Histamine targets myeloid-derived suppressor cells and improves the anti-tumor efficacy of PD-1/PD-L1 checkpoint blockade

Hanna Grauers Wiktorin, Malin S Nilsson, Roberta Kiffin, Frida Ewald Sander, Brianna Lenox, Anna Rydström, Kristoffer Hellstrand, Anna Martner, Hanna Grauers Wiktorin, Malin S Nilsson, Roberta Kiffin, Frida Ewald Sander, Brianna Lenox, Anna Rydström, Kristoffer Hellstrand, Anna Martner

Abstract

Myeloid-derived suppressor cells (MDSCs) are immature monocytes and granulocytes that impede immune-mediated clearance of malignant cells by multiple mechanisms, including the formation of immunosuppressive reactive oxygen species (ROS) via the myeloid cell NADPH oxidase (NOX2). Histamine dihydrochloride (HDC), a NOX2 inhibitor, exerts anti-cancer efficacy in experimental tumor models but the detailed mechanisms are insufficiently understood. To determine effects of HDC on the MDSC compartment we utilized three murine cancer models known to entail accumulation of MDSC, i.e. EL-4 lymphoma, MC-38 colorectal carcinoma, and 4T1 mammary carcinoma. In vivo treatment with HDC delayed EL-4 and 4T1 tumor growth and reduced the ROS formation by intratumoral MDSCs. HDC treatment of EL-4 bearing mice also reduced the accumulation of intratumoral MDSCs and reduced MDSC-induced suppression of T cells ex vivo. Experiments using GR1-depleted and Nox2 knock out mice supported that the anti-tumor efficacy of HDC required presence of NOX2+ GR1+ cells in vivo. In addition, treatment with HDC enhanced the anti-tumor efficacy of programmed cell death receptor 1 (PD-1) and PD-1 ligand checkpoint blockade in EL-4- and MC-38-bearing mice. Immunomodulatory effects of a HDC-containing regimen on MDSCs were further analyzed in a phase IV trial (Re:Mission Trial, ClinicalTrials.gov; NCT01347996) where patients with acute myeloid leukemia received HDC in conjunction with low-dose IL-2 (HDC/IL-2) for relapse prevention. Peripheral CD14+HLA-DR-/low MDSCs (M-MDSCs) were reduced during cycles of HDC/IL-2 therapy and a pronounced reduction of M-MDSCs during HDC/IL-2 treatment heralded favorable clinical outcome. We propose that anti-tumor properties of HDC may comprise the targeting of MDSCs.

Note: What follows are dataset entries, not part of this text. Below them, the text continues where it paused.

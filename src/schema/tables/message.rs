//! Message schema, in the element order of `MessageType`.

use crate::common::version::ExchangeVersion::Exchange2007Sp1;
use crate::property::types::{EmailAddress, EmailAddressCollection};
use crate::schema::codec::ScalarKind;
use crate::schema::definition::{PropertyDefinition, default_instance};
use crate::schema::flags::PropertyDefinitionFlags as F;
use crate::schema::registry::{Schema, SchemaBuilder, SchemaTarget};

const RECIPIENTS: F = F::AUTO_INSTANTIATE_ON_READ
    .union(F::CAN_SET)
    .union(F::CAN_UPDATE)
    .union(F::CAN_DELETE)
    .union(F::UPDATE_COLLECTION_ITEMS);

pub static SENDER: PropertyDefinition = PropertyDefinition::complex(
    "Sender",
    "message:Sender",
    default_instance::<EmailAddress>,
    F::EDITABLE,
    Exchange2007Sp1,
)
.contained("Mailbox");

pub static TO_RECIPIENTS: PropertyDefinition = PropertyDefinition::collection(
    "ToRecipients",
    "message:ToRecipients",
    default_instance::<EmailAddressCollection>,
    RECIPIENTS,
    Exchange2007Sp1,
);

pub static CC_RECIPIENTS: PropertyDefinition = PropertyDefinition::collection(
    "CcRecipients",
    "message:CcRecipients",
    default_instance::<EmailAddressCollection>,
    RECIPIENTS,
    Exchange2007Sp1,
);

pub static BCC_RECIPIENTS: PropertyDefinition = PropertyDefinition::collection(
    "BccRecipients",
    "message:BccRecipients",
    default_instance::<EmailAddressCollection>,
    RECIPIENTS,
    Exchange2007Sp1,
);

pub static IS_READ_RECEIPT_REQUESTED: PropertyDefinition = PropertyDefinition::scalar(
    "IsReadReceiptRequested",
    "message:IsReadReceiptRequested",
    ScalarKind::Boolean,
    F::EDITABLE,
    Exchange2007Sp1,
);

pub static IS_DELIVERY_RECEIPT_REQUESTED: PropertyDefinition = PropertyDefinition::scalar(
    "IsDeliveryReceiptRequested",
    "message:IsDeliveryReceiptRequested",
    ScalarKind::Boolean,
    F::EDITABLE,
    Exchange2007Sp1,
);

pub static CONVERSATION_INDEX: PropertyDefinition = PropertyDefinition::scalar(
    "ConversationIndex",
    "message:ConversationIndex",
    ScalarKind::Base64,
    F::CAN_FIND,
    Exchange2007Sp1,
);

pub static CONVERSATION_TOPIC: PropertyDefinition = PropertyDefinition::scalar(
    "ConversationTopic",
    "message:ConversationTopic",
    ScalarKind::String,
    F::CAN_FIND,
    Exchange2007Sp1,
);

pub static FROM: PropertyDefinition = PropertyDefinition::complex(
    "From",
    "message:From",
    default_instance::<EmailAddress>,
    F::EDITABLE,
    Exchange2007Sp1,
)
.contained("Mailbox");

pub static INTERNET_MESSAGE_ID: PropertyDefinition = PropertyDefinition::scalar(
    "InternetMessageId",
    "message:InternetMessageId",
    ScalarKind::String,
    F::CAN_FIND,
    Exchange2007Sp1,
);

pub static IS_READ: PropertyDefinition = PropertyDefinition::scalar(
    "IsRead",
    "message:IsRead",
    ScalarKind::Boolean,
    F::CAN_SET.union(F::CAN_UPDATE).union(F::CAN_FIND),
    Exchange2007Sp1,
);

pub static IS_RESPONSE_REQUESTED: PropertyDefinition = PropertyDefinition::scalar(
    "IsResponseRequested",
    "message:IsResponseRequested",
    ScalarKind::Boolean,
    F::EDITABLE,
    Exchange2007Sp1,
)
.nullable();

pub static REFERENCES: PropertyDefinition = PropertyDefinition::scalar(
    "References",
    "message:References",
    ScalarKind::String,
    F::EDITABLE,
    Exchange2007Sp1,
);

pub static REPLY_TO: PropertyDefinition = PropertyDefinition::collection(
    "ReplyTo",
    "message:ReplyTo",
    default_instance::<EmailAddressCollection>,
    F::AUTO_INSTANTIATE_ON_READ.union(F::EDITABLE),
    Exchange2007Sp1,
);

pub static RECEIVED_BY: PropertyDefinition = PropertyDefinition::complex(
    "ReceivedBy",
    "message:ReceivedBy",
    default_instance::<EmailAddress>,
    F::CAN_FIND,
    Exchange2007Sp1,
)
.contained("Mailbox");

pub static RECEIVED_REPRESENTING: PropertyDefinition = PropertyDefinition::complex(
    "ReceivedRepresenting",
    "message:ReceivedRepresenting",
    default_instance::<EmailAddress>,
    F::CAN_FIND,
    Exchange2007Sp1,
)
.contained("Mailbox");

pub fn schema(item: &Schema) -> Schema {
    SchemaBuilder::new("Message", "Message", SchemaTarget::Item)
        .extend(item)
        .register(&SENDER)
        .register(&TO_RECIPIENTS)
        .register(&CC_RECIPIENTS)
        .register(&BCC_RECIPIENTS)
        .register(&IS_READ_RECEIPT_REQUESTED)
        .register(&IS_DELIVERY_RECEIPT_REQUESTED)
        .register(&CONVERSATION_INDEX)
        .register(&CONVERSATION_TOPIC)
        .register(&FROM)
        .register(&INTERNET_MESSAGE_ID)
        .register(&IS_READ)
        .register(&IS_RESPONSE_REQUESTED)
        .register(&REFERENCES)
        .register(&REPLY_TO)
        .register(&RECEIVED_BY)
        .register(&RECEIVED_REPRESENTING)
        .build()
}
//! Concrete complex property types.

mod email_address;
mod extended_property;
mod keys;
mod message_body;
mod physical_address;
mod service_id;
mod string_list;

pub use email_address::{EmailAddress, EmailAddressCollection, MailboxType};
pub use extended_property::{ExtendedProperty, ExtendedPropertyCollection};
pub use keys::{EmailAddressKey, ImAddressKey, PhoneNumberKey, PhysicalAddressKey};
pub use message_body::{BodyType, MessageBody};
pub use physical_address::PhysicalAddressEntry;
pub use service_id::ServiceId;
pub use string_list::StringList;

use crate::property::dictionary::DictionaryProperty;

pub type EmailAddressDictionary = DictionaryProperty<EmailAddressKey, String>;
pub type ImAddressDictionary = DictionaryProperty<ImAddressKey, String>;
pub type PhoneNumberDictionary = DictionaryProperty<PhoneNumberKey, String>;
pub type PhysicalAddressDictionary = DictionaryProperty<PhysicalAddressKey, PhysicalAddressEntry>;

Keywords: Checkpoint inhibition; Histamine dihydrochloride; Myeloid-derived suppressor cells; NOX2; PD-1; Reactive oxygen species.

Conflict of interest statement

Conflict of interest

Authors Hanna Grauers Wiktorin, Frida Ewald Sander, Anna Martner, and Kristoffer Hellstrand hold issued or pending patents protecting the use of histamine and/or α-PD-1/α-PD-L1 therapy in cancer treatment. Kristoffer Hellstrand was previously a consultant to the Re:Mission study sponsor (Meda Pharma). Authors Kristoffer Hellstrand and Anna Martner have received honoraria and/or travel grants from the study sponsor. The other authors declare no potential conflicts of interest.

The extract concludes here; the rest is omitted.